Collection entries:
────────

//! Process exit codes for client commands, so scripts can tell a missing
//! download from a rejected request.

pub const SUCCESS: i32 = 0;
/// Daemon unreachable, move failure, or anything else
pub const ERROR: i32 = 1;
pub const NOT_FOUND: i32 = 2;
/// Validation failure or illegal state transition
pub const INVALID_INPUT: i32 = 3;
use serde::{Deserialize, Serialize};
use std::path::PathBuf;

/// Complete configuration (saved to config/config.toml)
#[derive(Debug, Clone, PartialEq, Serialize, Deserialize)]
pub struct Config {
    pub server: ServerConfig,
    #[serde(default)]
    pub ui: UiConfig,
    #[serde(default)]
    pub profiles: Vec<DownloadProfile>,
    #[serde(default)]
    pub destinations: Vec<Destination>,
}

#[derive(Debug, Clone, PartialEq, Serialize, Deserialize)]
pub struct ServerConfig {
    /// Control socket port on 127.0.0.1
    pub port: u16,
    /// Public address the bookmarklet points at; URLs containing it are refused
    pub address: String,
    /// Working directory of the downloader
    pub download_path: PathBuf,
    /// Running downloads allowed per source domain
    pub maximum_active_downloads: usize,
    /// How long finished downloads stay listed
    #[serde(default = "default_finished_retention_secs")]
    pub finished_retention_secs: u64,
    /// Scheduler tick
    #[serde(default = "default_queue_interval_ms")]
    pub queue_interval_ms: u64,
}

fn default_finished_retention_secs() -> u64 {
    3600
}

fn default_queue_interval_ms() -> u64 {
    1000
}

#[derive(Debug, Clone, PartialEq, Serialize, Deserialize)]
pub struct UiConfig {
    pub popup_width: u32,
    pub popup_height: u32,
}

impl Default for UiConfig {
    fn default() -> Self {
        Self {
            popup_width: 500,
            popup_height: 500,
        }
    }
}

/// Named format/quality preset: the command line run for a download
#[derive(Debug, Clone, PartialEq, Eq, Serialize, Deserialize)]
pub struct DownloadProfile {
    pub name: String,
    pub command: String,
    #[serde(default)]
    pub args: Vec<String>,
}

/// Named folder finished files can be moved into
#[derive(Debug, Clone, PartialEq, Eq, Serialize, Deserialize)]
pub struct Destination {
    pub name: String,
    pub path: PathBuf,
}

impl Default for Config {
    fn default() -> Self {
        Self {
            server: ServerConfig {
                port: 6123,
                address: "http://localhost:6123".to_string(),
                download_path: crate::util::paths::resolve_default_download_directory(),
                maximum_active_downloads: 2,
                finished_retention_secs: default_finished_retention_secs(),
                queue_interval_ms: default_queue_interval_ms(),
            },
            ui: UiConfig::default(),
            profiles: vec![
                DownloadProfile {
                    name: "standard video".to_string(),
                    command: "yt-dlp".to_string(),
                    args: vec!["--newline".to_string()],
                },
                DownloadProfile {
                    name: "standard mp3".to_string(),
                    command: "yt-dlp".to_string(),
                    args: vec![
                        "--newline".to_string(),
                        "--extract-audio".to_string(),
                        "--audio-format".to_string(),
                        "mp3".to_string(),
                    ],
                },
            ],
            destinations: Vec::new(),
        }
    }
}

impl Config {
    /// Look up a profile by name
    pub fn profile_called(&self, name: &str) -> Option<&DownloadProfile> {
        self.profiles.iter().find(|p| p.name == name)
    }

    /// Look up a destination by name
    pub fn destination_called(&self, name: &str) -> Option<&Destination> {
        self.destinations.iter().find(|d| d.name == name)
    }

    /// Load from the discovered config directory, writing defaults when the
    /// file does not exist yet.
    pub fn load() -> anyhow::Result<Self> {
        let config_path = crate::util::paths::get_config_path()?;

        if !config_path.exists() {
            tracing::info!("No config file - creating default config");
            let config = Self::default();
            config.save()?;
            tracing::info!("Configuration written to {:?}", config_path);
            return Ok(config);
        }

        let config = Self::load_from(&config_path)?;
        tracing::info!("Configuration loaded from {:?}", config_path);
        Ok(config)
    }

    /// Load and validate a specific file
    pub fn load_from(path: &std::path::Path) -> anyhow::Result<Self> {
        use anyhow::Context;

        let content =
            std::fs::read_to_string(path).context(format!("Failed to read {:?}", path))?;
        let mut config: Config =
            toml::from_str(&content).context(format!("Failed to parse {:?}", path))?;

        config.server.download_path =
            crate::util::paths::resolve_relative_to_config(&config.server.download_path);

        if let Err(errors) = crate::app::settings::validate_config(&config) {
            return Err(anyhow::anyhow!(
                "Invalid configuration: {}",
                errors
                    .iter()
                    .map(|e| e.to_string())
                    .collect::<Vec<_>>()
                    .join(", ")
            ));
        }

        Ok(config)
    }

    /// Save to the discovered config directory
    pub fn save(&self) -> anyhow::Result<()> {
        let config_path = crate::util::paths::get_config_path()?;
        self.save_to(&config_path)
    }

    pub fn save_to(&self, config_path: &std::path::Path) -> anyhow::Result<()> {
        use anyhow::Context;

        if let Err(errors) = crate::app::settings::validate_config(self) {
            return Err(anyhow::anyhow!(
                "Cannot save invalid config: {}",
                errors
                    .iter()
                    .map(|e| e.to_string())
                    .collect::<Vec<_>>()
                    .join(", ")
            ));
        }

        if let Some(parent) = config_path.parent() {
            std::fs::create_dir_all(parent)?;
        }

        let content = toml::to_string_pretty(self)?;

        // Atomic write using temp file + rename
        let temp_path = config_path.with_extension("toml.tmp");
        std::fs::write(&temp_path, &content).context("Failed to write temp config file")?;
        std::fs::rename(&temp_path, config_path).context("Failed to rename temp config file")?;

        tracing::info!("Saved config to {:?}", config_path);
        Ok(())
    }
}

#[cfg(test)]
mod tests {
    use super::*;
    use pretty_assertions::assert_eq;
    use tempfile::TempDir;

    #[test]
    fn test_default_config_has_profiles() {
        let config = Config::default();
        assert_eq!(config.profiles.len(), 2);
        assert!(config.profile_called("standard video").is_some());
        assert!(config.profile_called("nope").is_none());
        assert_eq!(config.server.finished_retention_secs, 3600);
    }

    #[test]
    fn test_destination_lookup() {
        let mut config = Config::default();
        config.destinations.push(Destination {
            name: "music".to_string(),
            path: PathBuf::from("/srv/music"),
        });
        assert_eq!(
            config.destination_called("music").map(|d| d.path.clone()),
            Some(PathBuf::from("/srv/music"))
        );
        assert!(config.destination_called("videos").is_none());
    }

    #[test]
    fn test_save_and_load_roundtrip() {
        let temp_dir = TempDir::new().unwrap();
        let path = temp_dir.path().join("config.toml");

        let mut config = Config::default();
        config.server.download_path = temp_dir.path().to_path_buf();
        config.server.maximum_active_downloads = 4;

        config.save_to(&path).unwrap();
        let loaded = Config::load_from(&path).unwrap();

        assert_eq!(loaded, config);
    }

    #[test]
    fn test_missing_optional_sections_use_defaults() {
        let temp_dir = TempDir::new().unwrap();
        let path = temp_dir.path().join("config.toml");
        let toml = format!(
            r#"
[server]
port = 7000
address = "http://example.local:7000"
download_path = "{}"
maximum_active_downloads = 1

[[profiles]]
name = "video"
command = "yt-dlp"
"#,
            temp_dir.path().display()
        );
        std::fs::write(&path, toml).unwrap();

        let config = Config::load_from(&path).unwrap();
        assert_eq!(config.server.queue_interval_ms, 1000);
        assert_eq!(config.server.finished_retention_secs, 3600);
        assert_eq!(config.ui, UiConfig::default());
        assert!(config.profiles[0].args.is_empty());
        assert!(config.destinations.is_empty());
    }

    #[test]
    fn test_load_rejects_invalid() {
        let temp_dir = TempDir::new().unwrap();
        let path = temp_dir.path().join("config.toml");
        let toml = r#"
[server]
port = 7000
address = "http://example.local:7000"
download_path = "/tmp"
maximum_active_downloads = 0
"#;
        std::fs::write(&path, toml).unwrap();

        let err = Config::load_from(&path).unwrap_err().to_string();
        assert!(err.contains("Invalid configuration"), "{}", err);
    }
}
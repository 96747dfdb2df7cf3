pub mod client;
pub mod protocol;
pub mod server;
use crate::app::config::Config;
use crate::download::manager::DownloadManager;
use crate::download::DownloadState;
use crate::download::runner::CommandRunner;
use crate::ipc::protocol::CONTROL_HOST;
use crate::ipc::server::start_control_server;
use anyhow::{Context, Result};
use std::net::SocketAddr;
use std::sync::Arc;
use tokio::signal;

/// Run the download daemon until Ctrl+C
pub async fn run_daemon(config: Config) -> Result<()> {
    tracing::info!("Starting daemon mode...");

    std::fs::create_dir_all(&config.server.download_path).context(format!(
        "Failed to create download directory {:?}",
        config.server.download_path
    ))?;
    tracing::info!("Downloading into {:?}", config.server.download_path);

    let addr: SocketAddr = format!("{}:{}", CONTROL_HOST, config.server.port)
        .parse()
        .context("Invalid control address")?;

    let manager = DownloadManager::new(Arc::new(config), Arc::new(CommandRunner::new()));

    let queue_handle = manager.spawn_queue_loop();
    let (bound, server_handle) = start_control_server(manager.clone(), addr).await?;

    println!("snare listening on {} - press Ctrl+C to stop", bound);
    tracing::info!("Press Ctrl+C to stop");

    // Wait for Ctrl+C
    match signal::ctrl_c().await {
        Ok(()) => {
            tracing::info!("Received Ctrl+C, shutting down...");
        }
        Err(e) => {
            tracing::error!("Error waiting for Ctrl+C: {}", e);
        }
    }

    server_handle.abort();
    queue_handle.abort();

    let running = manager
        .snapshot()
        .await
        .into_iter()
        .filter(|d| d.state == DownloadState::Running)
        .count();
    if running > 0 {
        tracing::warn!("{} downloads still running will be killed on exit", running);
    }

    tracing::info!("Daemon stopped");

    Ok(())
}
/// TCP control server exposing the download manager.
///
/// Listens on `127.0.0.1:<server.port>`. Each client connection is handled in
/// a separate tokio task and may send any number of requests.
use super::protocol::{IpcRequest, IpcResponse};
use crate::download::manager::DownloadManager;
use anyhow::{Context, Result};
use std::net::SocketAddr;
use tokio::io::{AsyncBufReadExt, AsyncWriteExt, BufReader};
use tokio::net::{TcpListener, TcpStream};

/// Bind the control socket and start accepting clients.
///
/// Returns `(bound_address, join_handle)` so the caller can report the address
/// (useful with port 0) and abort the server on shutdown.
pub async fn start_control_server(
    manager: DownloadManager,
    addr: SocketAddr,
) -> Result<(SocketAddr, tokio::task::JoinHandle<()>)> {
    let listener = TcpListener::bind(addr)
        .await
        .context(format!("Failed to bind control socket on {}", addr))?;
    let local_addr = listener.local_addr()?;
    tracing::info!("Control server listening on {}", local_addr);

    let handle = tokio::spawn(async move {
        accept_loop(listener, manager).await;
    });

    Ok((local_addr, handle))
}

async fn accept_loop(listener: TcpListener, manager: DownloadManager) {
    loop {
        let (stream, peer) = match listener.accept().await {
            Ok(conn) => conn,
            Err(e) => {
                tracing::error!("Failed to accept control connection: {}", e);
                // Brief pause before retrying to avoid busy-loop on persistent errors
                tokio::time::sleep(std::time::Duration::from_millis(200)).await;
                continue;
            }
        };

        tracing::debug!("Control client connected from {}", peer);

        let manager = manager.clone();
        tokio::spawn(async move {
            handle_client(stream, manager).await;
            tracing::debug!("Control client {} disconnected", peer);
        });
    }
}

/// Read newline-delimited JSON requests and write one response line each
async fn handle_client(stream: TcpStream, manager: DownloadManager) {
    let (reader, mut writer) = stream.into_split();
    let mut lines = BufReader::new(reader).lines();

    while let Ok(Some(line)) = lines.next_line().await {
        let line = line.trim();
        if line.is_empty() {
            continue;
        }

        let response = match serde_json::from_str::<IpcRequest>(line) {
            Ok(request) => process_request(request, &manager).await,
            Err(e) => {
                tracing::warn!("Invalid control message: {} (raw: {})", e, line);
                IpcResponse::error("validation", format!("Invalid message: {}", e))
            }
        };

        let mut resp_json = match serde_json::to_string(&response) {
            Ok(j) => j,
            Err(e) => {
                tracing::error!("Failed to serialize control response: {}", e);
                continue;
            }
        };
        resp_json.push('\n');

        if let Err(e) = writer.write_all(resp_json.as_bytes()).await {
            tracing::warn!("Failed to write control response: {}", e);
            break;
        }
    }
}

/// Map one request onto the manager
pub async fn process_request(request: IpcRequest, manager: &DownloadManager) -> IpcResponse {
    match request {
        IpcRequest::Fetch { url } => match manager.add_download(&url).await {
            Ok(download) => IpcResponse::Created { download },
            Err(e) => e.into(),
        },
        IpcRequest::List => IpcResponse::Downloads {
            downloads: manager.snapshot().await,
        },
        IpcRequest::Get { id } => match manager.get_by_id(id).await {
            Ok(download) => IpcResponse::Download { download },
            Err(e) => e.into(),
        },
        IpcRequest::Start { id, profile } => {
            match manager.set_profile_and_queue(id, &profile).await {
                Ok(()) => IpcResponse::ok(format!("Download #{} queued with '{}'", id, profile)),
                Err(e) => e.into(),
            }
        }
        IpcRequest::ChangeDestination { id, destination } => {
            match manager.change_destination(id, destination.as_deref()).await {
                Ok(()) => IpcResponse::ok(match destination {
                    Some(name) => format!("Destination of #{} set to '{}'", id, name),
                    None => format!("Destination of #{} cleared", id),
                }),
                Err(e) => e.into(),
            }
        }
        IpcRequest::Stop { id } => match manager.stop(id).await {
            Ok(outcome) => IpcResponse::ok(outcome.message()),
            Err(e) => e.into(),
        },
        IpcRequest::Ping => IpcResponse::Pong,
    }
}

────────

■ **PROBLEM**: Looking at the data above, show all lines where the word "parent" occurs.

■ **COMPLETED TASK**:
        if let Some(parent) = config_path.parent() {
            std::fs::create_dir_all(parent)?;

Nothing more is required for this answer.